NovelToon NovelToon
Tumbal Di Akar Randu

Tumbal Di Akar Randu

Status: sedang berlangsung
Genre:Horor / Kutukan / Misteri
Popularitas:2.3k
Nilai: 5
Nama Author: kegelapan malam

Seorang wanita bernama Nirmala harus kembali ke desa terpencil tempat kakeknya tinggal setelah menerima surat misterius. Di desa itu, ada mitos tentang "Wewe Putih", sosok yang konon mencuri anak-anak, namun hanya anak yang "dilupakan" oleh keluarganya.

Karya ini diterbitkan atas izin NovelToon kegelapan malam, isi konten hanyalah pandangan pribadi pembuatnya, tidak mewakili NovelToon sendiri

27

Pagi di pinggiran Yogyakarta itu datang dengan cara yang paling sopan.
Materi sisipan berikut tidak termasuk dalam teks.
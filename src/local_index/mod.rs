//! Content-addressed index of records across all projects on the machine.
//!
//! Rows are keyed by `sha256(colrev_id)`. A slot that is taken by a different
//! colrev_id is resolved by adding 10 to the hash (modulo 2^256) until a free
//! slot or the matching row is found; every reader follows the same chain.

pub mod store;
pub mod tei;

use sha2::{Digest, Sha256};
use std::collections::{BTreeMap, BTreeSet};
use std::fmt;
use std::fs;
use std::path::Path;
use thiserror::Error;
use tracing::{debug, info, warn};

use crate::dataset::{bibtex, ProjectPaths};
use crate::environment::registry::Registry;
use crate::matcher::{string_ratio, title_similarity};
use crate::process::RecordState;
use crate::record::colrev_id::create_colrev_id;
use crate::record::{fields, ColrevIdAuthors, Provenance, ProvenanceEntry, Record, RecordError, Records};
use crate::report::progress_bar;
use crate::settings::Settings;
use store::{GlobalKey, IndexRow, IndexStore};
use tei::TeiStore;

/// Minimum title similarity for accepting a hit on `colrev_pdf_id` alone.
const PDF_ID_TITLE_SIMILARITY: f64 = 0.9;
const HASH_INCREMENT: u8 = 10;
const SEARCH_LIMIT: usize = 100;
const TEI_SOURCE: &str = "tei";

#[derive(Error, Debug)]
pub enum LocalIndexError {
    #[error("local index database error: {0}")]
    Sqlite(#[from] rusqlite::Error),
    #[error("local index row cannot be decoded: {0}")]
    Json(#[from] serde_json::Error),
    #[error("local index IO error: {0}")]
    Io(#[from] std::io::Error),
    #[error("invalid TEI document: {0}")]
    Tei(String),
    #[error("record {0} not in local index")]
    RecordNotInIndex(String),
    #[error("record {id} not in table of contents {toc_key}")]
    RecordNotInToc { id: String, toc_key: String },
    #[error(transparent)]
    Record(#[from] RecordError),
    #[error("local index connection poisoned")]
    Poisoned,
}

/// Answer of [`LocalIndex::is_duplicate`].
#[derive(Debug, Clone, Copy, PartialEq, Eq)]
pub enum DuplicateVerdict {
    Yes,
    No,
    Unknown,
}

impl fmt::Display for DuplicateVerdict {
    fn fmt(&self, f: &mut fmt::Formatter<'_>) -> fmt::Result {
        f.write_str(match self {
            DuplicateVerdict::Yes => "yes",
            DuplicateVerdict::No => "no",
            DuplicateVerdict::Unknown => "unknown",
        })
    }
}

/// How the records of one repository enter the index.
#[derive(Debug, Clone, Default, PartialEq)]
pub struct IndexOptions {
    pub curated_masterdata: bool,
    pub curated_fields: Vec<String>,
    pub curation_url: Option<String>,
    pub colrev_id_authors: ColrevIdAuthors,
}

impl IndexOptions {
    pub fn from_settings(settings: &Settings) -> Self {
        Self {
            curated_masterdata: settings.project.curated_masterdata,
            curated_fields: settings.project.curated_fields.clone(),
            curation_url: settings.project.curation_url.clone(),
            colrev_id_authors: settings.project.colrev_id_authors,
        }
    }
}

#[derive(Debug, Clone, Copy, Default, PartialEq, Eq)]
pub struct IndexSummary {
    pub inserted: usize,
    pub amended: usize,
    pub skipped: usize,
}

impl IndexSummary {
    fn add(&mut self, other: IndexSummary) {
        self.inserted += other.inserted;
        self.amended += other.amended;
        self.skipped += other.skipped;
    }
}

enum Stored {
    Inserted(String),
    Amended(String),
}

pub fn record_hash(colrev_id: &str) -> String {
    hex::encode(Sha256::digest(colrev_id.as_bytes()))
}

/// Adds 10 to the 256-bit big-endian value of `hash`, wrapping around.
pub fn increment_hash(hash: &str) -> String {
    let Ok(mut bytes) = hex::decode(hash) else {
        return hash.to_string();
    };
    let mut carry = u16::from(HASH_INCREMENT);
    for byte in bytes.iter_mut().rev() {
        let sum = u16::from(*byte) + carry;
        *byte = (sum & 0xff) as u8;
        carry = sum >> 8;
        if carry == 0 {
            break;
        }
    }
    hex::encode(bytes)
}

fn set_provenance_source(provenance: &mut Provenance, key: &str, source: &str) {
    match provenance.get_mut(key) {
        Some(entry) => entry.source = source.to_string(),
        None => provenance.insert(key, ProvenanceEntry::new(source, "")),
    }
}

pub struct LocalIndex {
    store: IndexStore,
    tei: TeiStore,
}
Tidak ada deru ombak yang menuntut nyawa, tidak ada desis akar yang mencekik batin, dan tidak ada lagi bau tanah pusara yang menyesakkan. Yang ada hanyalah semburat cahaya emas yang menyelinap malu-malu di balik gorden kain mori, membawa aroma tanah basah setelah hujan semalam dan wangi bunga kenanga yang mekar di sudut halaman.

Nirmala mengerjapkan matanya. Untuk pertama kalinya dalam waktu yang sangat lama, ia tidak terbangun karena mimpi buruk tentang pohon randu atau kegelapan laut. Ia bangun karena mendengar suara tekukur di dahan pohon mangga dan bunyi sruk-sruk sapu lidi yang sedang digunakan Ibu Lastri di halaman depan.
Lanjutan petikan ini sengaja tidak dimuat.